State v. Hairston

Lanzinger, J.,

concurring.

{¶ 27} I agree reluctantly that this de facto life sentence does not constitute cruel and unusual punishment, based upon the precedent as set forth in the majority opinion. Hairston’s activities generate no sympathy: only days after his release from prison, he broke into three homes carrying a firearm, terrorized the residents, and robbed them. At age 24, Hairston was sentenced to a total of 134 years for noncapital offenses arising from three events that fortunately did not involve serious physical harm to his four victims. Nevertheless, because his aggregate sentence consists of individual prison terms that do not exceed their statutory ranges of punishment, Hairston cannot win an Eighth Amendment challenge.1

{¶ 28} We did not accept a broad-based attack on the sentencing statutes in accepting this discretionary appeal, and therefore the holding today is narrowly stated. But because of the potential impact of this opinion, I write separately to urge the General Assembly to act to repair the damage done to Ohio’s criminal sentencing plan as a result of State v. Foster, 109 Ohio St.3d 1, 2006-Ohio-856, 845 N.E.2d 470, this court’s response to the United States Supreme Court decision in Blakely v. Washington (2004), 542 U.S. 296, 124 S.Ct. 2531, 159 L.Ed.2d 403. After the enactment of Am.Sub.S.B. No. 2, 146 Ohio Laws, Part IV, 7136 (“S.B. 2”), Ohio’s sentencing statutes for ten years guided judicial discretion when courts imposed either concurrent or consecutive sentences for multiple offenses.
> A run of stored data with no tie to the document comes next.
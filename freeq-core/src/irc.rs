//! IRC message parsing and serialization with IRCv3 message tags.
//!
//! Wire format (without the trailing `\r\n`):
//!
//! ```text
//! ['@' tags SPACE] [':' prefix SPACE] command [SPACE middle]* [SPACE ':' trailing]
//! ```
//!
//! Parsing is lenient: a line that cannot be understood yields `None` and the
//! caller drops it, so one bad line never tears down a healthy session.
//! Encoding is strict, since its inputs are built by this crate.

use std::collections::HashMap;
use std::fmt;

// Numerics the client reacts to.
pub const RPL_WELCOME: &str = "001";
pub const RPL_NAMREPLY: &str = "353";
pub const RPL_ENDOFNAMES: &str = "366";
pub const ERR_ERRONEUSNICKNAME: &str = "432";
pub const ERR_NICKNAMEINUSE: &str = "433";
pub const RPL_MONONLINE: &str = "730";
pub const RPL_MONOFFLINE: &str = "731";
pub const RPL_LOGGEDIN: &str = "900";
pub const ERR_NICKLOCKED: &str = "902";
pub const RPL_SASLSUCCESS: &str = "903";
pub const ERR_SASLFAIL: &str = "904";
pub const ERR_SASLTOOLONG: &str = "905";
pub const ERR_SASLABORTED: &str = "906";
pub const RPL_SASLMECHS: &str = "908";

/// A parsed IRC message.
#[derive(Debug, Clone, Default, PartialEq, Eq)]
pub struct Message {
    /// IRCv3 tags, unescaped. Valueless tags map to an empty string.
    pub tags: HashMap<String, String>,
    /// Raw prefix without the leading `:` (server name or `nick!user@host`).
    pub prefix: Option<String>,
    /// Command, upper-cased (`PRIVMSG`, `001`, ...).
    pub command: String,
    /// Middle params followed by the trailing param, if any.
    pub params: Vec<String>,
}

/// The user a message originated from.
#[derive(Debug, Clone, PartialEq, Eq)]
pub struct Source {
    pub nick: String,
    pub user: Option<String>,
    pub host: Option<String>,
}

#[derive(Debug, Clone, PartialEq, Eq, thiserror::Error)]
pub enum EncodeError {
    #[error("empty command")]
    EmptyCommand,
    #[error("parameter {index} contains CR, LF or NUL")]
    IllegalChar { index: usize },
    #[error("middle parameter {index} is empty, contains a space or starts with ':'")]
    InvalidMiddle { index: usize },
}

impl Message {
    /// Build a message with no tags and no prefix.
    pub fn new(command: &str, params: &[&str]) -> Self {
        Self {
            tags: HashMap::new(),
            prefix: None,
            command: command.to_string(),
            params: params.iter().map(|p| p.to_string()).collect(),
        }
    }

    /// Attach a tag (builder style).
    pub fn with_tag(mut self, key: &str, value: &str) -> Self {
        self.tags.insert(key.to_string(), value.to_string());
        self
    }

    /// Parse one line. Returns `None` for lines that carry no command.
    pub fn parse(line: &str) -> Option<Self> {
        let mut rest = line.trim_end_matches(['\r', '\n']);

        let mut tags = HashMap::new();
        if let Some(tagged) = rest.strip_prefix('@') {
            let (raw_tags, after) = tagged.split_once(' ')?;
            tags = parse_tags(raw_tags);
            rest = after.trim_start_matches(' ');
        }

        let mut prefix = None;
        if let Some(prefixed) = rest.strip_prefix(':') {
            let (raw_prefix, after) = prefixed.split_once(' ')?;
            if raw_prefix.is_empty() {
                return None;
            }
            prefix = Some(raw_prefix.to_string());
            rest = after.trim_start_matches(' ');
        }

        let (command, mut remaining) = rest.split_once(' ').unwrap_or((rest, ""));
        if command.is_empty() {
            return None;
        }

        let mut params = Vec::new();
        loop {
            remaining = remaining.trim_start_matches(' ');
            if remaining.is_empty() {
                break;
            }
            if let Some(trailing) = remaining.strip_prefix(':') {
                params.push(trailing.to_string());
                break;
            }
            match remaining.split_once(' ') {
                Some((token, after)) => {
                    params.push(token.to_string());
                    remaining = after;
                }
                None => {
                    params.push(remaining.to_string());
                    break;
                }
            }
        }

        Some(Self {
            tags,
            prefix,
            command: command.to_ascii_uppercase(),
            params,
        })
    }

    /// Encode a command and its params into a wire line (no `\r\n`).
    ///
    /// The last param gets a `:` only when it needs one.
    pub fn encode(command: &str, params: &[&str]) -> Result<String, EncodeError> {
        if command.is_empty() || command.contains([' ', '\r', '\n', '\0']) {
            return Err(EncodeError::EmptyCommand);
        }
        for (index, param) in params.iter().enumerate() {
            if param.contains(['\r', '\n', '\0']) {
                return Err(EncodeError::IllegalChar { index });
            }
            let is_last = index + 1 == params.len();
            if !is_last && needs_trailing_marker(param) {
                return Err(EncodeError::InvalidMiddle { index });
            }
        }
        let mut out = String::from(command);
        write_params(&mut out, params.iter().copied());
        Ok(out)
    }

    /// Classify the prefix. Server-name prefixes yield `None`.
    pub fn source(&self) -> Option<Source> {
        let prefix = self.prefix.as_deref()?;
        if let Some((nick, userhost)) = prefix.split_once('!') {
            let (user, host) = match userhost.split_once('@') {
                Some((user, host)) => (user, Some(host.to_string())),
                None => (userhost, None),
            };
            return Some(Source {
                nick: nick.to_string(),
                user: Some(user.to_string()),
                host,
            });
        }
        prefix.split_once('@').map(|(nick, host)| Source {
            nick: nick.to_string(),
            user: None,
            host: Some(host.to_string()),
        })
    }

    /// Nick of the sending user, or `None` for server-originated lines.
    pub fn nick(&self) -> Option<String> {
        self.source().map(|s| s.nick)
    }

    pub fn param(&self, index: usize) -> Option<&str> {
        self.params.get(index).map(|s| s.as_str())
    }

    pub fn tag(&self, key: &str) -> Option<&str> {
        self.tags.get(key).map(|s| s.as_str())
    }
}

impl fmt::Display for Message {
    fn fmt(&self, f: &mut fmt::Formatter<'_>) -> fmt::Result {
        let mut out = String::new();
        if !self.tags.is_empty() {
            let mut keys: Vec<&String> = self.tags.keys().collect();
            keys.sort();
            out.push('@');
            for (i, key) in keys.into_iter().enumerate() {
                if i > 0 {
                    out.push(';');
                }
                out.push_str(key);
                let value = &self.tags[key];
                if !value.is_empty() {
                    out.push('=');
                    out.push_str(&escape_tag_value(value));
                }
            }
            out.push(' ');
        }
        if let Some(ref prefix) = self.prefix {
            out.push(':');
            out.push_str(prefix);
            out.push(' ');
        }
        out.push_str(&self.command);
        write_params(&mut out, self.params.iter().map(|p| p.as_str()));
        f.write_str(&out)
    }
}

fn needs_trailing_marker(param: &str) -> bool {
    param.is_empty() || param.contains(' ') || param.starts_with(':')
}

fn write_params<'a>(out: &mut String, params: impl ExactSizeIterator<Item = &'a str>) {
    let last = params.len().saturating_sub(1);
    for (i, param) in params.enumerate() {
        out.push(' ');
        if i == last && needs_trailing_marker(param) {
            out.push(':');
        }
        out.push_str(param);
    }
}

fn parse_tags(raw: &str) -> HashMap<String, String> {
    raw.split(';')
        .filter_map(|pair| {
            let (key, value) = pair.split_once('=').unwrap_or((pair, ""));
            if key.is_empty() {
                return None;
            }
            Some((key.to_string(), unescape_tag_value(value)))
        })
        .collect()
}

/// Undo IRCv3 tag-value escaping. A dangling backslash is dropped.
pub fn unescape_tag_value(raw: &str) -> String {
    let mut out = String::with_capacity(raw.len());
    let mut chars = raw.chars();
    while let Some(c) = chars.next() {
        if c != '\\' {
            out.push(c);
            continue;
        }
        match chars.next() {
            Some(':') => out.push(';'),
            Some('s') => out.push(' '),
            Some('\\') => out.push('\\'),
            Some('r') => out.push('\r'),
            Some('n') => out.push('\n'),
            Some(other) => out.push(other),
            None => {}
        }
    }
    out
}

pub fn escape_tag_value(value: &str) -> String {
    let mut out = String::with_capacity(value.len());
    for c in value.chars() {
        match c {
            ';' => out.push_str("\\:"),
            ' ' => out.push_str("\\s"),
            '\\' => out.push_str("\\\\"),
            '\r' => out.push_str("\\r"),
            '\n' => out.push_str("\\n"),
            other => out.push(other),
        }
    }
    out
}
{¶ 29} As we stated in Foster, R.C. 2929.14(E)(4) required a trial court to find that consecutive prison terms were necessary either to protect the public from future crime or to punish the offender and to find that consecutive sentences were not disproportionate to the seriousness of the conduct and to the danger posed by the offender. 109 Ohio St.3d 1, 2006-Ohio-856, 845 N.E.2d 470, ¶ 65. The statute also instructed the court to make at least one of three other findings: that the offender was already under the control of the court due to an earlier conviction; that at least two of the offenses were committed as part of a course of conduct, and the harm was so great or unusual that no single prison term adequately reflected the seriousness of the conduct; or that the offender’s criminal history demonstrated that consecutive sentences were necessary to protect the public. See id. at ¶ 65. Under R.C. 2929.41(A), a presumption existed that sentences for multiple offenses would be imposed concurrently unless the trial judge made the necessary findings.
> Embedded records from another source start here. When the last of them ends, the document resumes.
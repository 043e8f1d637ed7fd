//! Search query parsing: `from:<nick>`, `in:<channel>` and free text.

#[derive(Debug, Clone, Default, PartialEq, Eq)]
pub struct SearchQuery {
    /// Exact sender nick, compared case-insensitively.
    pub from: Option<String>,
    /// Conversation to search instead of the current one.
    pub channel: Option<String>,
    /// Lower-cased free text left after the filters were removed.
    pub text: String,
}

impl SearchQuery {
    pub fn parse(query: &str) -> Self {
        let mut parsed = SearchQuery::default();
        let mut words = Vec::new();
        for token in query.split_whitespace() {
            if let Some(nick) = strip_filter(token, "from:") {
                if !nick.is_empty() {
                    parsed.from = Some(nick.to_string());
                }
            } else if let Some(channel) = strip_filter(token, "in:") {
                if !channel.is_empty() {
                    parsed.channel = Some(channel.to_string());
                }
            } else {
                words.push(token);
            }
        }
        parsed.text = words.join(" ").to_lowercase();
        parsed
    }

    pub fn matches_sender(&self, nick: &str) -> bool {
        self.from
            .as_deref()
            .is_none_or(|from| from.eq_ignore_ascii_case(nick))
    }
}

fn strip_filter<'a>(token: &'a str, filter: &str) -> Option<&'a str> {
    let head = token.get(..filter.len())?;
    head.eq_ignore_ascii_case(filter).then(|| &token[filter.len()..])
}

#[cfg(test)]
mod tests {
    use super::*;

    #[test]
    fn filters_are_extracted() {
        let q = SearchQuery::parse("from:Alice  in:#dev Hello   World");
        assert_eq!(q.from.as_deref(), Some("Alice"));
        assert_eq!(q.channel.as_deref(), Some("#dev"));
        assert_eq!(q.text, "hello world");
        assert!(q.matches_sender("alice"));
        assert!(!q.matches_sender("alicia"));
    }

    #[test]
    fn filter_only_query_has_no_text() {
        let q = SearchQuery::parse("FROM:bob");
        assert_eq!(q.from.as_deref(), Some("bob"));
        assert!(q.text.is_empty());
    }

    #[test]
    fn non_ascii_tokens_do_not_panic() {
        let q = SearchQuery::parse("é日本 in:");
        assert_eq!(q.text, "é日本");
        assert_eq!(q.channel, None);
    }
}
{¶ 30} After measuring the statutory language against the principles set forth in Apprendi v. New Jersey (2000), 530 U.S. 466, 120 S.Ct. 2348, 147 L.Ed.2d 435, *298and Blakely v. Washington (2004), 542 U.S. 296, 124 S.Ct. 2531, 159 L.Ed.2d 403, we held that R.C. 2929.14(E)(4) and 2929.41(A) were unconstitutional but were capable of being severed. Judicial fact-finding is thus no longer required before consecutive prison terms are imposed. Foster, 109 Ohio St.3d 1, 2006-Ohio-856, 845 N.E.2d 470, paragraphs three and four of the syllabus.

{¶ 31} Hairston’s sentencing judge merely needed to consider certain statutory factors before imposing sentence. See id. at ¶ 36-42. Otherwise, her discretion was unfettered. The majority opinion notes that this sentence involves “an aggregate prison term that is not likely to be served” — in other words, a life sentence. Unfortunately, the majority’s affirmation of Hairston’s sentence can be interpreted as effectively legitimizing noncapital life sentences and extending them to situations where no one is killed or seriously injured. It is a rare victim who does not consider the crime committed by an offender to be undeserving of a maximum penalty. When a defendant is convicted of multiple offenses, the community may now expect maximum and consecutive prison terms as the default sentence. It will take a courageous judge not to “max and stack” every sentence in multiple-count cases.

{¶ 32} We were prescient in Foster but also noted this court’s limitations: “By vesting sentencing judges with full discretion, it may be argued, [severance] vitiates S.B. 2’s goals, particularly with respect to reducing sentencing disparities and promoting uniformity. * * * It may well be that in the future the Ohio Criminal Sentencing Commission may recommend Blakely-compliant statutory modifications to the General Assembly that will counteract these, among other, concerns. Nevertheless, we are constrained by the principles of separation of powers and cannot rewrite the statutes.” 109 Ohio St.3d 1, 2006-Ohio-856, 845 N.E.2d 470, at ¶ 100.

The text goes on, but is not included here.